Page 1 of 1

LAG causes loop when link goes down

Posted: Sun Nov 20, 2016 9:13 am
by giannici
I have two links aggregated with LAG.
Often, when one of the link goes down (or is very bad), a loop is detected and the entire link is put down!
Even a mikrotik in the network logs a message that a loop has been seen. So it's NOT a bug in the detection but in the implementation of LAG!

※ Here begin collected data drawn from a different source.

//! Centralized logging configuration for Crosscast embedders
//!
//! Provides consistent logging setup with support for:
//! - Text, JSON, and pretty-printed output
//! - Environment variable configuration
//! - Per-module log level filtering
//!
//! # Examples
//!
//! ```no_run
//! use crosscast::logging::{LoggingConfig, LogFormat};
//!
//! // Initialize with JSON format
//! let config = LoggingConfig::new(LogFormat::Json, "info".to_string(), false);
//! config.init();
//!
//! // Or use default settings (respects env vars)
//! crosscast::logging::init_default();
//! ```

use std::str::FromStr;

#[derive(Debug, Clone, Copy, PartialEq, Eq)]
pub enum LogFormat {
    /// Human-readable text output (no colors, for piping)
    Text,
    /// Machine-parseable JSON (one JSON object per line)
    Json,
    /// Pretty-printed with colors (for development)
    Pretty,
}

impl FromStr for LogFormat {
    type Err = String;

    fn from_str(s: &str) -> Result<Self, Self::Err> {
        match s.to_lowercase().as_str() {
            "text" => Ok(LogFormat::Text),
            "json" => Ok(LogFormat::Json),
            "pretty" => Ok(LogFormat::Pretty),
            _ => Err(format!(
                "Invalid log format: '{}'. Valid options: text, json, pretty",
                s
            )),
        }
    }
}

impl std::fmt::Display for LogFormat {
    fn fmt(&self, f: &mut std::fmt::Formatter<'_>) -> std::fmt::Result {
        match self {
            LogFormat::Text => write!(f, "text"),
            LogFormat::Json => write!(f, "json"),
            LogFormat::Pretty => write!(f, "pretty"),
        }
    }
}

/// Configuration for logging initialization
pub struct LoggingConfig {
    pub format: LogFormat,
    pub level: String,
    pub verbose: bool,
}

impl LoggingConfig {
    /// Create a new logging configuration
    ///
    /// # Arguments
    ///
    /// * `format` - Log output format (text, json, or pretty)
    /// * `level` - Minimum log level (error, warn, info, debug, trace)
    /// * `verbose` - If true, defaults to debug level
    pub fn new(format: LogFormat, level: String, verbose: bool) -> Self {
        Self {
            format,
            level,
            verbose,
        }
    }

    /// Initialize logging with the configured settings
    ///
    /// This should be called once at the start of the host program.
    ///
    /// # Panics
    ///
    /// Panics if the logging subscriber has already been initialized
    pub fn init(&self) {
        use tracing_subscriber::EnvFilter;

        // Determine the filter based on verbose flag and level
        let filter = if self.verbose {
            EnvFilter::try_from_default_env().unwrap_or_else(|_| EnvFilter::new("debug"))
        } else {
            EnvFilter::try_from_default_env().unwrap_or_else(|_| EnvFilter::new(&self.level))
        };

        match self.format {
            LogFormat::Json => {
                // JSON output for machine parsing (production/monitoring)
                // Outputs one JSON object per line to stderr
                tracing_subscriber::fmt()
                    .json()
                    .with_env_filter(filter)
                    .with_writer(std::io::stderr)
                    .with_current_span(true)
                    .with_span_list(true)
                    .flatten_event(true)
                    .with_target(true)
                    .with_line_number(true)
                    .with_file(true)
                    .init();
            }
            LogFormat::Pretty => {
                // Pretty output with colors for development
                tracing_subscriber::fmt()
                    .pretty()
                    .with_env_filter(filter)
                    .with_writer(std::io::stderr)
                    .with_target(true)
                    .with_line_number(true)
                    .with_file(true)
                    .init();
            }
            LogFormat::Text => {
                // Plain text output for piping/basic usage
                // Less verbose for end users
                tracing_subscriber::fmt()
                    .with_env_filter(filter)
                    .with_writer(std::io::stderr)
                    .with_target(false)
                    .with_level(true)
                    .init();
            }
        }
    }
}

/// Initialize logging with default settings
///
/// Respects `CROSSCAST_LOG_FORMAT` and `CROSSCAST_LOG_LEVEL` environment
/// variables. Falls back to text format with info level if not set.
///
/// # Examples
///
/// ```bash
/// export CROSSCAST_LOG_FORMAT=json
/// export CROSSCAST_LOG_LEVEL=debug
/// ```
pub fn init_default() {
    let format = std::env::var("CROSSCAST_LOG_FORMAT")
        .ok()
        .and_then(|s| s.parse().ok())
        .unwrap_or(LogFormat::Text);

    let level = std::env::var("CROSSCAST_LOG_LEVEL").unwrap_or_else(|_| "info".to_string());

    LoggingConfig::new(format, level, false).init();
}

Today, I had to disable the port of one of the aggregated links and the loop happened and the link was put down for 3 minutes!



Code: Select all
Nov 20 12:17:04 UI: Configuration changed by root (10.10.0.9)
Nov 20 12:17:04 UI: LACP 3 Enable: changed from 'Enabled' to 'Disabled'
Nov 20 12:17:07 LACP: LACP changed state to Not active on port 3 (key 10)
Nov 20 12:17:07 switch[355]: LACP changed state to Not active on port 3 (BH Cicero (AF5X) DATA) (key 10)
Nov 20 12:17:31 UI: Configuration auto backup successful
Nov 20 12:17:47 Loop protection: detected loop from port 3 to port 2, disabling port 2 for 180 seconds


Here is LAG configuration:

Image

The firmware has been updated to 1.4.5 but with no effect.

Is this a know bug?
Am I the only one to see it?

Thanks.

Re: LAG causes loop when link goes down

Posted: Sun Nov 20, 2016 10:23 am
by sirhc
So I have LACP lags between 2 WS switches and I do not see this issue.
Using cables between switch ports.

I also have a ton of STATIC LAGs between WS and Cisco Routers and do not see this.
Using cables between switch ports and router ports.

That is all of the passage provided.